Stargazers in the Northern Hemisphere will be able to catch the five planets either during "post-sunset or predawn hours," according to The Weather Channel.
"The best chance for viewing Wednesday morning will be in parts of the south and Rockies," The Weather Channel says, adding that several weather systems, including an incoming nor'easter, may block the view. "The South and parts of the West will be the best spots for viewing Thursday morning."
If you're lucky enough to have a clear view, you can catch Mars, Jupiter and Saturn around midnight from March 7 through March 11. The red planet will be the first to rise, and the other slightly dimmer planets will follow hours later.

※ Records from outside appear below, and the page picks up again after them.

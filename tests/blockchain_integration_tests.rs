//! Blockchain integration tests
//!
//! Drives the public API end to end: mining, the ledger, and keeping the
//! UTXO index consistent with the chain tip.

use powchain::core::{Block, Blockchain, MiningOptions, ProofOfWork, Transaction};
use powchain::storage::UTXOSet;
use powchain::{BlockchainError, BLOCK_SUBSIDY};
use std::thread;
use tempfile::{tempdir, TempDir};

const DIFFICULTY: u8 = 6;

fn new_chain(owner: &[u8]) -> (UTXOSet, TempDir) {
    let temp_dir = tempdir().unwrap();
    let db_path = temp_dir.path().join("test_blockchain");
    let blockchain =
        Blockchain::create_blockchain_with_difficulty(owner, &db_path, DIFFICULTY).unwrap();
    let utxo_set = UTXOSet::new(blockchain).unwrap();
    utxo_set.reindex().unwrap();
    (utxo_set, temp_dir)
}

fn balance(utxo_set: &UTXOSet, owner: &[u8]) -> u64 {
    utxo_set
        .find_unspent_outputs(owner)
        .unwrap()
        .iter()
        .map(|out| out.get_value())
        .sum()
}

fn transfer(utxo_set: &UTXOSet, from: &[u8], to: &[u8], amount: u64, miner: &[u8]) -> Block {
    let tx = Transaction::new_utxo_transaction(from, to, amount, utxo_set).unwrap();
    let block = utxo_set.get_blockchain().mine_block(&[tx], miner).unwrap();
    utxo_set.update_with_block(&block).unwrap();
    block
}

#[test]
fn test_proof_of_work_validation() {
    let coinbase_tx = Transaction::new_coinbase_tx(b"miner", BLOCK_SUBSIDY).unwrap();
    let block = Block::new_block_with_options(
        vec![0x11; 32],
        &[coinbase_tx],
        1,
        DIFFICULTY,
        MiningOptions {
            workers: 4,
            max_nonce: u64::MAX,
        },
    )
    .unwrap();

    assert!(ProofOfWork::validate(&block));
    assert!(ProofOfWork::hash_meets_target(
        block.get_hash(),
        &ProofOfWork::target_for(DIFFICULTY)
    ));

    let proof = block.generate_merkle_proof(0).unwrap();
    assert!(block.verify_merkle_proof(&proof).unwrap());
}

#[test]
fn test_block_survives_storage_round_trip() {
    let (utxo_set, _dir) = new_chain(b"alice");
    let blockchain = utxo_set.get_blockchain();
    let block = blockchain.mine_block(&[], b"bob").unwrap();

    let stored = blockchain.get_block(block.get_hash()).unwrap().unwrap();
    assert_eq!(stored, block);
    assert!(stored.validate());
}

#[test]
fn test_transfers_update_balances() {
    let (utxo_set, _dir) = new_chain(b"alice");
    assert_eq!(balance(&utxo_set, b"alice"), BLOCK_SUBSIDY);

    transfer(&utxo_set, b"alice", b"bob", 30, b"alice");
    assert_eq!(balance(&utxo_set, b"alice"), BLOCK_SUBSIDY - 30 + BLOCK_SUBSIDY);
    assert_eq!(balance(&utxo_set, b"bob"), 30);

    transfer(&utxo_set, b"bob", b"carol", 30, b"dave");
    assert_eq!(balance(&utxo_set, b"bob"), 0);
    assert_eq!(balance(&utxo_set, b"carol"), 30);
    assert_eq!(balance(&utxo_set, b"dave"), BLOCK_SUBSIDY);

    assert!(utxo_set.is_synced().unwrap());
    assert!(utxo_set.get_blockchain().validate_chain().unwrap());
    assert_eq!(utxo_set.get_blockchain().get_best_height().unwrap(), 2);
}

#[test]
fn test_insufficient_funds() {
    let (utxo_set, _dir) = new_chain(b"alice");
    let result = Transaction::new_utxo_transaction(b"alice", b"bob", BLOCK_SUBSIDY + 1, &utxo_set);
    assert_eq!(
        result,
        Err(BlockchainError::InsufficientFunds {
            required: BLOCK_SUBSIDY + 1,
            available: BLOCK_SUBSIDY,
        })
    );
}

#[test]
fn test_incremental_index_matches_rebuild() {
    let (utxo_set, _dir) = new_chain(b"alice");
    transfer(&utxo_set, b"alice", b"bob", 20, b"carol");
    transfer(&utxo_set, b"bob", b"carol", 5, b"alice");
    transfer(&utxo_set, b"carol", b"alice", 55, b"bob");

    let incremental = utxo_set.snapshot().unwrap();
    utxo_set.reindex().unwrap();
    assert_eq!(utxo_set.snapshot().unwrap(), incremental);
}

#[test]
fn test_index_recovers_after_missed_blocks() {
    let (utxo_set, _dir) = new_chain(b"alice");
    let blockchain = utxo_set.get_blockchain().clone();

    // Blocks appended without telling the index
    blockchain.mine_block(&[], b"bob").unwrap();
    blockchain.mine_block(&[], b"bob").unwrap();
    assert!(!utxo_set.is_synced().unwrap());

    let block = blockchain.mine_block(&[], b"carol").unwrap();
    utxo_set.update_with_block(&block).unwrap();

    assert!(utxo_set.is_synced().unwrap());
    assert_eq!(balance(&utxo_set, b"bob"), 2 * BLOCK_SUBSIDY);
    assert_eq!(balance(&utxo_set, b"carol"), BLOCK_SUBSIDY);
}

#[test]
fn test_index_persists_across_reopen() {
    let temp_dir = tempdir().unwrap();
    let db_path = temp_dir.path().join("test_blockchain");

    let snapshot = {
        let blockchain =
            Blockchain::create_blockchain_with_difficulty(b"alice", &db_path, DIFFICULTY).unwrap();
        let utxo_set = UTXOSet::new(blockchain).unwrap();
        utxo_set.reindex().unwrap();
        transfer(&utxo_set, b"alice", b"bob", 10, b"alice");
        utxo_set.snapshot().unwrap()
    };

    let blockchain = Blockchain::new_blockchain_with_path(&db_path).unwrap();
    assert_eq!(blockchain.get_difficulty(), DIFFICULTY);
    let utxo_set = UTXOSet::new(blockchain).unwrap();
    assert!(utxo_set.is_synced().unwrap());
    assert_eq!(utxo_set.snapshot().unwrap(), snapshot);
    assert_eq!(balance(&utxo_set, b"bob"), 10);
}

#[test]
fn test_concurrent_readers() {
    let (utxo_set, _dir) = new_chain(b"alice");
    transfer(&utxo_set, b"alice", b"bob", 25, b"alice");

    let handles: Vec<_> = (0..4)
        .map(|_| {
            let reader = utxo_set.clone();
            thread::spawn(move || {
                let alice = balance(&reader, b"alice");
                let (total, _) = reader.find_spendable_outputs(b"bob", 25).unwrap();
                (alice, total)
            })
        })
        .collect();

    for handle in handles {
        assert_eq!(handle.join().unwrap(), (BLOCK_SUBSIDY - 25 + BLOCK_SUBSIDY, 25));
    }
}

#[test]
fn test_add_block_rejects_easier_blocks() {
    let (utxo_set, _dir) = new_chain(b"alice");
    let blockchain = utxo_set.get_blockchain();
    let tip = blockchain.get_tip_hash();

    // Nonce 0 passes at difficulty 0, far below the chain's requirement
    let coinbase_tx = Transaction::new_coinbase_tx(b"mallory", BLOCK_SUBSIDY).unwrap();
    let forged = Block::new_block(tip.clone(), &[coinbase_tx], 1, 0).unwrap();
    assert!(forged.validate());
    assert!(matches!(
        blockchain.add_block(&forged),
        Err(BlockchainError::InvalidBlock(_))
    ));

    assert_eq!(balance(&utxo_set, b"mallory"), 0);
    assert_eq!(blockchain.get_tip_hash(), tip);
    assert!(blockchain.validate_chain().unwrap());
}

#[test]
fn test_add_block_checks_linkage_and_height() {
    let (utxo_set, _dir) = new_chain(b"alice");
    let blockchain = utxo_set.get_blockchain();

    let coinbase_tx = Transaction::new_coinbase_tx(b"miner", BLOCK_SUBSIDY).unwrap();
    let next = Block::new_block(blockchain.get_tip_hash(), &[coinbase_tx], 1, DIFFICULTY).unwrap();
    blockchain.add_block(&next).unwrap();

    let wrong_height = Block::new_block(
        blockchain.get_tip_hash(),
        &[Transaction::new_coinbase_tx(b"miner", BLOCK_SUBSIDY).unwrap()],
        7,
        DIFFICULTY,
    )
    .unwrap();
    assert!(matches!(
        blockchain.add_block(&wrong_height),
        Err(BlockchainError::InvalidBlock(_))
    ));
    assert_eq!(blockchain.get_tip_hash(), next.get_hash());
}
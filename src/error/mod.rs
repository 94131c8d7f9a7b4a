//! Error handling for the chain core
//!
//! Every index, ledger and mining operation reports failures through
//! [`BlockchainError`]. Storage and serialization failures are always
//! propagated to the caller unchanged.

use std::fmt;

/// Result type alias for blockchain operations
pub type Result<T> = std::result::Result<T, BlockchainError>;

/// Error kinds for blockchain operations
#[derive(Debug, Clone, PartialEq, Eq)]
pub enum BlockchainError {
    /// Failure reading or writing the backing store
    Database(String),
    /// Malformed or truncated encoded data
    Serialization(String),
    /// Precondition violation, e.g. an empty Merkle leaf list
    InvalidInput(String),
    /// The bounded nonce search ran out of candidates
    MiningExhausted { max_nonce: u64 },
    /// Block validation or linkage errors
    InvalidBlock(String),
    /// Transaction construction errors
    Transaction(String),
    /// Not enough unspent value locked to the sender
    InsufficientFunds { required: u64, available: u64 },
    /// Configuration errors
    Config(String),
    /// File I/O errors
    Io(String),
}

impl fmt::Display for BlockchainError {
    fn fmt(&self, f: &mut fmt::Formatter<'_>) -> fmt::Result {
        match self {
            BlockchainError::Database(msg) => write!(f, "Database error: {msg}"),
            BlockchainError::Serialization(msg) => write!(f, "Serialization error: {msg}"),
            BlockchainError::InvalidInput(msg) => write!(f, "Invalid input: {msg}"),
            BlockchainError::MiningExhausted { max_nonce } => {
                write!(f, "Mining exhausted: no valid nonce in 0..={max_nonce}")
            }
            BlockchainError::InvalidBlock(msg) => write!(f, "Invalid block: {msg}"),
            BlockchainError::Transaction(msg) => write!(f, "Transaction error: {msg}"),
            BlockchainError::InsufficientFunds {
                required,
                available,
            } => {
                write!(
                    f,
                    "Insufficient funds: required {required}, available {available}"
                )
            }
            BlockchainError::Config(msg) => write!(f, "Configuration error: {msg}"),
            BlockchainError::Io(msg) => write!(f, "I/O error: {msg}"),
        }
    }
}

impl std::error::Error for BlockchainError {}

impl From<std::io::Error> for BlockchainError {
    fn from(err: std::io::Error) -> Self {
        BlockchainError::Io(err.to_string())
    }
}

impl From<sled::Error> for BlockchainError {
    fn from(err: sled::Error) -> Self {
        BlockchainError::Database(err.to_string())
    }
}

impl From<bincode::error::EncodeError> for BlockchainError {
    fn from(err: bincode::error::EncodeError) -> Self {
        BlockchainError::Serialization(err.to_string())
    }
}

impl From<bincode::error::DecodeError> for BlockchainError {
    fn from(err: bincode::error::DecodeError) -> Self {
        BlockchainError::Serialization(err.to_string())
    }
}

impl From<sled::transaction::TransactionError<BlockchainError>> for BlockchainError {
    fn from(err: sled::transaction::TransactionError<BlockchainError>) -> Self {
        match err {
            sled::transaction::TransactionError::Abort(inner) => inner,
            sled::transaction::TransactionError::Storage(e) => {
                BlockchainError::Database(format!("Transaction failed: {e}"))
            }
        }
    }
}
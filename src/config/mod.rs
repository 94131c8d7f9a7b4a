//! Configuration management
//!
//! Data directory and mining settings, read from the environment once and
//! adjustable at runtime.

pub mod settings;

pub use settings::{Config, DEFAULT_MINING_DIFFICULTY, GLOBAL_CONFIG};
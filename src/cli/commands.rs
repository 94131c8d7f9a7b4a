use clap::{Parser, Subcommand};
use data_encoding::HEXLOWER_PERMISSIVE;
use std::str::FromStr;

/// Owner key hash given on the command line as hex text
#[derive(Debug, Clone, PartialEq, Eq)]
pub struct OwnerKeyArg(Vec<u8>);

impl OwnerKeyArg {
    pub fn as_bytes(&self) -> &[u8] {
        self.0.as_slice()
    }
}

impl FromStr for OwnerKeyArg {
    type Err = String;

    fn from_str(s: &str) -> Result<Self, Self::Err> {
        let bytes = HEXLOWER_PERMISSIVE
            .decode(s.as_bytes())
            .map_err(|e| format!("Invalid owner key: {s} ({e}). Expected hex text"))?;
        if bytes.is_empty() {
            return Err("Owner key must not be empty".to_string());
        }
        Ok(OwnerKeyArg(bytes))
    }
}

impl std::fmt::Display for OwnerKeyArg {
    fn fmt(&self, f: &mut std::fmt::Formatter<'_>) -> std::fmt::Result {
        write!(f, "{}", data_encoding::HEXLOWER.encode(&self.0))
    }
}

#[derive(Debug, Parser)]
#[command(name = "powchain")]
pub struct Opt {
    #[command(subcommand)]
    pub command: Command,
}

#[derive(Subcommand, Debug)]
pub enum Command {
    #[command(name = "createblockchain", about = "Create a new blockchain")]
    Createblockchain {
        #[arg(help = "Hex key hash to send the genesis reward to")]
        owner: OwnerKeyArg,
    },
    #[command(name = "getbalance", about = "Get the balance of a key hash")]
    GetBalance {
        #[arg(help = "Hex key hash")]
        owner: OwnerKeyArg,
    },
    #[command(
        name = "send",
        about = "Send value between key hashes and mine it into a block"
    )]
    Send {
        #[arg(help = "Source key hash, also receives the block reward")]
        from: OwnerKeyArg,
        #[arg(help = "Destination key hash")]
        to: OwnerKeyArg,
        #[arg(help = "Amount to send")]
        amount: u64,
    },
    #[command(name = "mine", about = "Mine a block containing only the coinbase")]
    Mine {
        #[arg(help = "Hex key hash to send the block reward to")]
        owner: OwnerKeyArg,
    },
    #[command(name = "printchain", about = "Print all blocks in the blockchain")]
    Printchain,
    #[command(name = "reindexutxo", about = "Rebuild UTXO index set")]
    Reindexutxo,
    #[command(name = "validatechain", about = "Check proof of work and links of every block")]
    Validatechain,
}

#[cfg(test)]
mod tests {
    use super::*;

    #[test]
    fn test_owner_key_parsing() {
        let key: OwnerKeyArg = "00ABff".parse().unwrap();
        assert_eq!(key.as_bytes(), &[0x00, 0xAB, 0xFF]);
        assert_eq!(key.to_string(), "00abff");

        assert!("xyz".parse::<OwnerKeyArg>().is_err());
        assert!("abc".parse::<OwnerKeyArg>().is_err());
        assert!("".parse::<OwnerKeyArg>().is_err());
    }

    #[test]
    fn test_send_arguments() {
        let opt = Opt::try_parse_from(["powchain", "send", "aa", "bb", "42"]).unwrap();
        match opt.command {
            Command::Send { from, to, amount } => {
                assert_eq!(from.as_bytes(), &[0xAA]);
                assert_eq!(to.as_bytes(), &[0xBB]);
                assert_eq!(amount, 42);
            }
            other => panic!("unexpected command: {other:?}"),
        }

        assert!(Opt::try_parse_from(["powchain", "send", "aa", "bb", "-1"]).is_err());
    }
}
//! # powchain - proof-of-work chain with a UTXO index
//!
//! A small single-node blockchain. When coming back to this code, here is
//! the map:
//!
//! ## What is here
//! - **Proof of Work**: blocks are mined by a parallel nonce search until the
//!   SHA-256 of the block payload falls below `2^(256 - bits)`
//! - **Merkle commitment**: the payload commits to the block's transactions
//!   through a Merkle root; inclusion proofs come for free
//! - **UTXO index**: a derived table of unspent outputs, advanced block by
//!   block and rebuilt from the chain whenever its sync point goes stale
//!
//! ## Layout
//! - `core/`: blocks, mining, Merkle tree, transactions, the ledger
//! - `storage/`: the UTXO index and the sled trees behind it
//! - `config/`: environment-driven settings
//! - `utils/`: hashing, timestamps, bincode helpers
//! - `cli/`: command-line parsing for the `powchain` binary
//!
//! ## Starting points
//! 1. `core/proof_of_work.rs` for the payload layout and the nonce search
//! 2. `storage/utxo_set.rs` for incremental update versus reindex
//! 3. `core/blockchain.rs` for how blocks are appended

pub mod cli;
pub mod config;
pub mod core;
pub mod error;
pub mod storage;
pub mod utils;

#[cfg(test)]
pub mod testnet;

// Re-export commonly used types for convenience
pub use cli::{Command, Opt, OwnerKeyArg};
pub use config::{Config, GLOBAL_CONFIG};
pub use core::{
    Block, Blockchain, BlockchainIterator, MerkleProof, MerkleTree, MiningOptions, ProofOfWork,
    TXInput, TXOutput, TXOutputs, Transaction, BLOCK_SUBSIDY,
};
pub use error::{BlockchainError, Result};
pub use storage::UTXOSet;
pub use utils::{current_timestamp, sha256_digest};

"Jupiter is very bright. It’s brighter than any object in the sky except for Venus, so you’ll have no trouble spotting it after it ascends over your eastern horizon within an hour or so after midnight," EarthSky.org reported. "Red Mars and golden Saturn are much fainter, and they won’t rise until closer to the dawn."
Unlike those three planets, Venus and Mercury will be easy to spot right after sunset between March 18 and March 20.
"Venus will act as your guide to Mercury, because it’s about 12 times brighter than Mercury now," EarthSky.org explained. "These two worlds are now very near each other on the sky’s dome."
At the end of the month, when the "blue moon" rises, Saturn and Mars will appear together.
What is a "worm moon"?
A full moon, nicknamed the "worm moon," will grace the night's sky Thursday. (Sergio Estupiñán Vesga)
The March 1 moon was dubbed the "worm moon" by the Old Farmer's Almanac in the 1930s because it's a sign spring is finally arriving.
It was named "worm moon" after "earthworm casts that appear as the ground thaws," NASA wrote in a post online.
Southerners are more likely to use the term because they have an abundance of earthworms, unlike the northern part of the U.S.
"When glaciers covered the northern part of North America they wiped out the native earthworms," NASA explained. "These glaciers melted about 12,000 years ago and the forests grew back without earthworms."
While "worm moon" is the moon's most popular nickname, there are several other names for the last full moon of winter, including: the sugar moon, crow moon, crust moon and the corn moon.
What is a "blue moon"?
A "blue moon" is the second full moon to appear within the same month. (Tomsajinsa)
The term "blue moon" has been around since the 1940s. The name is simply used to distinct the full moon as the second to appear within a calendar month.
Full moons aren't exactly rare. They occur, on average, every 29.53 days (12.37 times per year), Space.com reported. But to catch a glimpse of one twice in one month is a special treat. It only happens every three years or so.
It's even more special to spot two blue moons in one year.
There's almost always a full moon in February. In fact, the month is only without a full moon every 19 years.
"The last time February didn't have a full moon was in 1999, and the time before that was 1980," Space.com reported. "The next time there will be no full moon in February will be 2037."
Because February only had 28 days, this year's full moon carried over to March, confirming the March 31 full moon would be a "blue" one.
When can I see it?
Unlike the "worm moon," the"blue moon" will reach peak fullness early in the morning at approximately 8:37 a.m. ET on March 31.